Top of Data section
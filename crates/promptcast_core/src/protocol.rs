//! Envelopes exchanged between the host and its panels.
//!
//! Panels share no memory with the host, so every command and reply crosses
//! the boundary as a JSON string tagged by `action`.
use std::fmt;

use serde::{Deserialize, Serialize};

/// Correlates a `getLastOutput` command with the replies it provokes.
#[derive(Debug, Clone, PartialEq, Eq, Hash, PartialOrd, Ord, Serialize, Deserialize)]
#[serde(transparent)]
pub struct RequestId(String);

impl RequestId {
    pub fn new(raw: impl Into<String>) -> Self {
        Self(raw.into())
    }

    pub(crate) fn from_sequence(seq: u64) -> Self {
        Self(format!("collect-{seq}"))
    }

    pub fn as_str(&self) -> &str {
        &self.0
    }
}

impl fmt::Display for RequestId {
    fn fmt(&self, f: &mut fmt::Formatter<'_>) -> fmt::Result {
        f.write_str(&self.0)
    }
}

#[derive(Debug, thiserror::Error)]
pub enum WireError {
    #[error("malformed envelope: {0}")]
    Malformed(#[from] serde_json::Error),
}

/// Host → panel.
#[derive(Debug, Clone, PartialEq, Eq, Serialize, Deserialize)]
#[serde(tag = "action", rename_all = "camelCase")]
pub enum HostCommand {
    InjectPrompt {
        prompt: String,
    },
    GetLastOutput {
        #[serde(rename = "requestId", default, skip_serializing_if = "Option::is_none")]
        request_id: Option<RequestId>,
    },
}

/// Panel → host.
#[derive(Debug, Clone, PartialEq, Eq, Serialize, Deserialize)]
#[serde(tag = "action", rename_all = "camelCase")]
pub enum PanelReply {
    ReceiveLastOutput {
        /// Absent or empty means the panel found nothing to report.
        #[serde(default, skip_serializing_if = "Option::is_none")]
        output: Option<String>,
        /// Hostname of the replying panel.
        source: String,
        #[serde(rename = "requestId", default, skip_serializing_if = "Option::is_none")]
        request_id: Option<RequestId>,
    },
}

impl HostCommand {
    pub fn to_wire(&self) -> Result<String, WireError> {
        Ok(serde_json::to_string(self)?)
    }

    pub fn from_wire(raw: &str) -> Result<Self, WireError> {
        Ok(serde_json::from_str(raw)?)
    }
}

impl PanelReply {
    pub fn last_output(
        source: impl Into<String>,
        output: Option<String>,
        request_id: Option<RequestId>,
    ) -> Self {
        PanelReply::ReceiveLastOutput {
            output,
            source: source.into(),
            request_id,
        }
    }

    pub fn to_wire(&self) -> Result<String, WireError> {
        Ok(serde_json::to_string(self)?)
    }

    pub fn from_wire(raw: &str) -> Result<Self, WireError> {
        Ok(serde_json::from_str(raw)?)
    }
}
Bottom of Data section
Top of Data section
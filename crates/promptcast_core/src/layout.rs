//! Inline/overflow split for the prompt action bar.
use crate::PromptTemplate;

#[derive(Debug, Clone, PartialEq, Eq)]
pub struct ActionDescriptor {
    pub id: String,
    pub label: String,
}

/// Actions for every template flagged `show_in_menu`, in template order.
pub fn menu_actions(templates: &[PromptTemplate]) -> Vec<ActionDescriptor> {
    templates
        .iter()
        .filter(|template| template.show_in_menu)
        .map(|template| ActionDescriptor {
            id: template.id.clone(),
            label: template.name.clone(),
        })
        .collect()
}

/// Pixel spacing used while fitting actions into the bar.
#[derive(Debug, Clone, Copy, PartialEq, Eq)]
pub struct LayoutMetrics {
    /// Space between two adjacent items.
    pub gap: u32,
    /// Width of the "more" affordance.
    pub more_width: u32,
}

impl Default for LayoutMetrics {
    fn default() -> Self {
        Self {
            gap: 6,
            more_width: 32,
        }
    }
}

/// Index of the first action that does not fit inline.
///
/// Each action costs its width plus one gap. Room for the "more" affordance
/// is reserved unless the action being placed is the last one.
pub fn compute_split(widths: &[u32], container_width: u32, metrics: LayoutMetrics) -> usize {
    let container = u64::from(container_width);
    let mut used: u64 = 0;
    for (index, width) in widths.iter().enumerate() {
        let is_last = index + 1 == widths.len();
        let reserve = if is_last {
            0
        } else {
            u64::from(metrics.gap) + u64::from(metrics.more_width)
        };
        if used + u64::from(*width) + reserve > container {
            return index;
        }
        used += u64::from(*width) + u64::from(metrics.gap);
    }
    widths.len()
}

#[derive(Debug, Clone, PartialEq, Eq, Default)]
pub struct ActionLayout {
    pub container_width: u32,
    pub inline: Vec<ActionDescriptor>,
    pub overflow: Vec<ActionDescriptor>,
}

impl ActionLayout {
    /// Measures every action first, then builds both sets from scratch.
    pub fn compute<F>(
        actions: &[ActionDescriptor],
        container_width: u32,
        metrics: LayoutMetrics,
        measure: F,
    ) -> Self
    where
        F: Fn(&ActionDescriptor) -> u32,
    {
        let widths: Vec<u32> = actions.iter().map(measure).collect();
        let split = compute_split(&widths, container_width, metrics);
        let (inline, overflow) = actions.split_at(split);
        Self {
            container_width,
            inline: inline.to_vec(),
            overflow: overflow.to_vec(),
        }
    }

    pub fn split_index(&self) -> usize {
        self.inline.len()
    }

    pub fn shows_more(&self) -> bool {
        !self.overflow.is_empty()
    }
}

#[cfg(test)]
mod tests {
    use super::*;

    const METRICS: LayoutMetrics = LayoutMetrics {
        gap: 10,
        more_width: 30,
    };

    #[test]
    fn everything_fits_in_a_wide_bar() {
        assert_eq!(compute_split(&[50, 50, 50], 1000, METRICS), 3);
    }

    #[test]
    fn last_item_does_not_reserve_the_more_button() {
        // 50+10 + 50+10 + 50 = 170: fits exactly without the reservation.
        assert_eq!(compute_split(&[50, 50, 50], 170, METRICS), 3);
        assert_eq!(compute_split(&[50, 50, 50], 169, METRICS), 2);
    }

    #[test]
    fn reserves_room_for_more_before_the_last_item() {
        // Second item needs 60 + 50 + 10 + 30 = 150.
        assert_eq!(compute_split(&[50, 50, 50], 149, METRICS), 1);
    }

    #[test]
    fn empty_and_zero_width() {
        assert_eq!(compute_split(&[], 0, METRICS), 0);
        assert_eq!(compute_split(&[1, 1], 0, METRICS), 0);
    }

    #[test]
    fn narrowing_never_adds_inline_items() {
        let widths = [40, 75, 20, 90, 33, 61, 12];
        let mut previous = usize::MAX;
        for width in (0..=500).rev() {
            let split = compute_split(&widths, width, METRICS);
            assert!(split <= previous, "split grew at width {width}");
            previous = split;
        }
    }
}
Bottom of Data section
## Work order
Please filter the entries above down to the lines holding "templates" and copy them.

## Result
pub fn menu_actions(templates: &[PromptTemplate]) -> Vec<ActionDescriptor> {
    templates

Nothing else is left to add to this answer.